An apparently independent tradition was entered by Eusebios for the year 1425 of his lost Chronicle. This held that Paphos, along with Melos, Thera, and Bithynia, was ‘founded’ (condita/ektísthē) either by ‘Phoinix’—a standard Greek eponym for ‘Phoenicia’, by which we must also understand ‘Canaan’ [51] —and/or in connection with the abduction of Europa and the search for her by Kadmos ‘the Phoenician’. [52] The exact date of course has no real value, as Eusebios and the earlier Greek chronographers on whom he drew introduced many distortions in rationalizing their sources—which were myths and legends far more often than documents. But the Trojan War serves as one major anchor for all such constructions, so that this ‘foundation’ was definitely seen as predating the Aegean migrations to Cyprus. [53] To dismiss completely a LBA setting for these ‘Phoenician foundations’ because of their association with Phoinix or Kadmos would beg the question of what cultural realities underlie those myths. While Thasos and Thera are perhaps more readily connected with Iron Age Phoenician trade and settlement, [54] S. Morris has argued compellingly that those pursuits were “a revival, or survival, of Late Bronze Age Canaanite maritime trade”; of Levantine influence in the cult installation at Mycenaean Melos (Phylakopi), she writes that “appreciating these discoveries requires suspending the separation of Bronze and Iron Ages.” [55] In any case, the tradition of an early ‘Phoenician foundation’ at Paphos need not stand or fall with the other sites named; and there is certainly plenty of archaeological evidence from thirteenth-century Paphos for regular trade and cultural contact with the Levant. [56]

Importing the Divine Lyre

For the crucial question of how a Divine Lyre could engender so rich a mythological cycle as Kinyras enjoyed, we saw clear examples in Mesopotamian texts (Lugal-e, Gudea Cylinders, Babylonian Erra Myth), and probably the Hurro-Hittite Song of Silver, of mythological narratives spun around anthropomorphized objects and materials of cult and magic. In all of these, the narratological role of the personified item reflected the real-world position or function of the item itself. I have also argued that the same pattern underlies the several lamentable metamorphoses that afflicted Kinyras’ family members, resulting in cult-objects and processes (Chapter 12). We are thus justified in seeking further correspondences between the mythology of Kinyras and the realia of lyre-cult, particularly the intersection of both with Astarte/Ishtar/Inanna and her function as a royal patroness.

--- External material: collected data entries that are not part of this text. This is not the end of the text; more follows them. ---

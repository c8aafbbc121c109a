use std::fmt::Write;

use diabetes_care::assessment::VerdictCategory;
use diabetes_care::preferences::DisplayMode;
use diabetes_care::session::{ResultView, SessionView};

const STYLESHEET: &str = r#"
:root { --bg: #f5f7fb; --card: #ffffff; --text: #1f2937; --muted: #6b7280; --accent: #2563eb; --risk: #dc2626; --ok: #16a34a; }
[data-theme="dark"] { --bg: #0f172a; --card: #1e293b; --text: #e2e8f0; --muted: #94a3b8; --accent: #60a5fa; --risk: #f87171; --ok: #4ade80; }
body { margin: 0; font-family: system-ui, sans-serif; background: var(--bg); color: var(--text); }
.container { max-width: 960px; margin: 0 auto; padding: 2rem 1rem; }
.header-content { display: flex; justify-content: space-between; align-items: center; }
.subtitle, .form-label, .remedies-footer, .result-time { color: var(--muted); }
.form-container, .result-card, .remedies-section { background: var(--card); border-radius: 12px; padding: 1.5rem; margin-top: 1.5rem; }
.form-grid { display: grid; grid-template-columns: repeat(auto-fill, minmax(200px, 1fr)); gap: 1rem; }
.form-group { display: flex; flex-direction: column; gap: .25rem; }
.form-input { padding: .5rem; border-radius: 8px; border: 1px solid var(--muted); background: var(--bg); color: var(--text); }
.submit-btn, .remedies-btn, .theme-toggle, .close-btn { cursor: pointer; border: none; border-radius: 8px; padding: .6rem 1rem; background: var(--accent); color: #fff; }
.submit-btn[disabled] { opacity: .6; cursor: progress; }
.result-card { display: flex; gap: 1rem; border-left: 6px solid var(--ok); }
.result-card.diabetic { border-left-color: var(--risk); }
.result-card.unavailable { border-left-color: var(--muted); }
.remedies-grid { display: grid; grid-template-columns: repeat(auto-fill, minmax(160px, 1fr)); gap: 1rem; }
.remedies-header { display: flex; justify-content: space-between; align-items: center; }
"#;

/// Renders the whole assessment page.
///
/// `document_theme` is the process-wide display-mode attribute and lands on
/// the root element, where the stylesheet picks it up.
pub(crate) fn page(view: &SessionView, document_theme: DisplayMode) -> String {
    let mut html = String::with_capacity(8 * 1024);
    html.push_str("<!DOCTYPE html>\n");
    let _ = write!(html, r#"<html lang="en" data-theme="{}">"#, document_theme);
    html.push_str(r#"<head><meta charset="utf-8"><title>DiabetesCare</title>"#);
    if view.busy {
        html.push_str(r#"<meta http-equiv="refresh" content="1">"#);
    }
    let _ = write!(html, "<style>{STYLESHEET}</style></head>");
    html.push_str(r#"<body><div class="app"><div class="container">"#);

    header(&mut html, view.display_mode);
    html.push_str(r#"<div class="main-content">"#);
    form(&mut html, view);
    result(&mut html, view);
    advisories(&mut html, view);
    html.push_str("</div></div></div></body></html>");
    html
}

fn header(html: &mut String, mode: DisplayMode) {
    let (icon, target) = match mode {
        DisplayMode::Dark => ("☀️", DisplayMode::Light),
        DisplayMode::Light => ("🌙", DisplayMode::Dark),
    };
    let _ = write!(
        html,
        concat!(
            r#"<header class="header"><div class="header-content">"#,
            r#"<div class="logo"><span class="logo-icon">🩺</span><h1>DiabetesCare</h1></div>"#,
            r#"<form method="post" action="/theme/toggle">"#,
            r#"<button class="theme-toggle" type="submit" aria-label="Switch to {} mode">"#,
            r#"<span class="theme-icon">{}</span></button></form></div>"#,
            r#"<p class="subtitle">AI-Powered Diabetes Prediction &amp; Health Guidance</p></header>"#,
        ),
        target, icon
    );
}

fn form(html: &mut String, view: &SessionView) {
    html.push_str(r#"<div class="form-container"><h2>Health Assessment</h2>"#);
    html.push_str(r#"<form method="post" action="/assessment" class="prediction-form">"#);
    html.push_str(r#"<div class="form-grid">"#);
    for field in &view.fields {
        let _ = write!(
            html,
            concat!(
                r#"<div class="form-group"><label class="form-label" for="{name}">{label}</label>"#,
                r#"<input type="number" step="any" id="{name}" name="{name}" value="{value}" "#,
                r#"class="form-input" placeholder="{placeholder}" required></div>"#,
            ),
            name = field.name,
            label = escape(field.label),
            value = escape(&field.value),
            placeholder = escape(field.placeholder),
        );
    }
    html.push_str("</div>");

    if view.busy {
        html.push_str(concat!(
            r#"<button type="submit" class="submit-btn" disabled>"#,
            r#"<span class="spinner"></span>Analyzing...</button>"#,
        ));
    } else {
        html.push_str(concat!(
            r#"<button type="submit" class="submit-btn">"#,
            r#"<span>🔍</span>Predict Diabetes Risk</button>"#,
        ));
    }
    html.push_str("</form></div>");
}

fn result(html: &mut String, view: &SessionView) {
    let Some(result) = &view.result else {
        return;
    };

    html.push_str(r#"<div class="result-section">"#);
    match result {
        ResultView::Verdict {
            verdict,
            category,
            received_at,
        } => {
            let (class, icon) = match category {
                VerdictCategory::Positive => ("diabetic", "⚠️"),
                VerdictCategory::Negative => ("non-diabetic", "✅"),
            };
            let _ = write!(
                html,
                concat!(
                    r#"<div class="result-card {}"><div class="result-icon">{}</div>"#,
                    r#"<div class="result-content"><h3>Prediction Result</h3>"#,
                    r#"<p class="result-text">{}</p><p class="result-time">Assessed {}</p>"#,
                ),
                class,
                icon,
                escape(verdict.as_str()),
                received_at.format("%Y-%m-%d %H:%M:%S"),
            );
            if view.advisory.offered() {
                html.push_str(concat!(
                    r#"<form method="post" action="/advisory/toggle">"#,
                    r#"<button class="remedies-btn" type="submit"><span>💡</span>View Home Remedies</button>"#,
                    "</form>",
                ));
            }
            html.push_str("</div></div>");
        }
        ResultView::Unavailable { message } => {
            let _ = write!(
                html,
                concat!(
                    r#"<div class="result-card unavailable"><div class="result-icon">❌</div>"#,
                    r#"<div class="result-content"><h3>Prediction Result</h3>"#,
                    r#"<p class="result-text">{}</p></div></div>"#,
                ),
                escape(message),
            );
        }
    }
    html.push_str("</div>");
}

fn advisories(html: &mut String, view: &SessionView) {
    if !view.advisory.visible() {
        return;
    }

    html.push_str(concat!(
        r#"<div class="remedies-section"><div class="remedies-header">"#,
        "<h3>💚 Natural Home Remedies</h3>",
        r#"<form method="post" action="/advisory/toggle">"#,
        r#"<button class="close-btn" type="submit" aria-label="Close">×</button></form></div>"#,
        r#"<div class="remedies-grid">"#,
    ));
    for (index, entry) in view.advisory.entries.iter().enumerate() {
        let _ = write!(
            html,
            concat!(
                r#"<div class="remedy-card" style="animation-delay: {:.1}s">"#,
                r#"<div class="remedy-icon">{}</div><h4 class="remedy-title">{}</h4>"#,
                r#"<p class="remedy-description">{}</p></div>"#,
            ),
            index as f32 * 0.1,
            escape(&entry.icon),
            escape(&entry.title),
            escape(&entry.description),
        );
    }
    html.push_str(concat!(
        "</div>",
        r#"<div class="remedies-footer"><p>⚠️ Always consult with a healthcare professional before trying new remedies</p></div>"#,
        "</div>",
    ));
}

fn escape(raw: &str) -> String {
    let mut escaped = String::with_capacity(raw.len());
    for ch in raw.chars() {
        match ch {
            '&' => escaped.push_str("&amp;"),
            '<' => escaped.push_str("&lt;"),
            '>' => escaped.push_str("&gt;"),
            '"' => escaped.push_str("&quot;"),
            '\'' => escaped.push_str("&#39;"),
            _ => escaped.push(ch),
        }
    }
    escaped
}
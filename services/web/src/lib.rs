mod cli;
mod infra;
mod render;
mod routes;
mod server;

use diabetes_care::error::AppError;

pub async fn run() -> Result<(), AppError> {
    cli::run().await
}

It is perfectly conceivable that, in importing some form of ‘Ishtar’ cult, LBA Cypriot kings equally emulated the performance practices and ritual poetics of one or more continental neighbors, the latter themselves influenced by Mesopotamian archetypes.

Music and the Harmonious Realm

On the basis of comparative material and systematic considerations, I have posited a LBA Cypriot ideology of the musician-king who oversees a peaceful, powerful kingdom under the protection of the goddess, whom he praises, and with whom he communicates, through song.

franklin fig38

Figure 38. Enthroned/seated harpist, Sacred Tree, and offering-bearers. Cypriot bronze stand from Kourion (?), thirteenth century. London, BM 1920/12–20/1. Drawn from Papasavvas 2001 fig. 42–47.

Whatever the exact intention, the stand is important for attesting on Cyprus, already in the pre-Greek period, an ideologically-charged conjunction of music, metal, and kingship—all three important mythological attributes of Kinyras.

franklin fig39

Figure 39. Enthroned/seated harpist and harpist devotee. Cypriot bronze stand from Kourion (?), thirteenth century. London, BM 1946/10–17/1. Drawn from Papasavvas 2001 fig. 61–67.

Although the ideology of both stands accords very well with a ‘Kinyrad’ interpretation, an organological complication must be confronted. It would have been most convenient if the musicians were given some form of Syro-Levantine lyre. Instead we find Mesopotamian(izing) harps. Yet this is not a fatal problem. Actually it is quite suggestive.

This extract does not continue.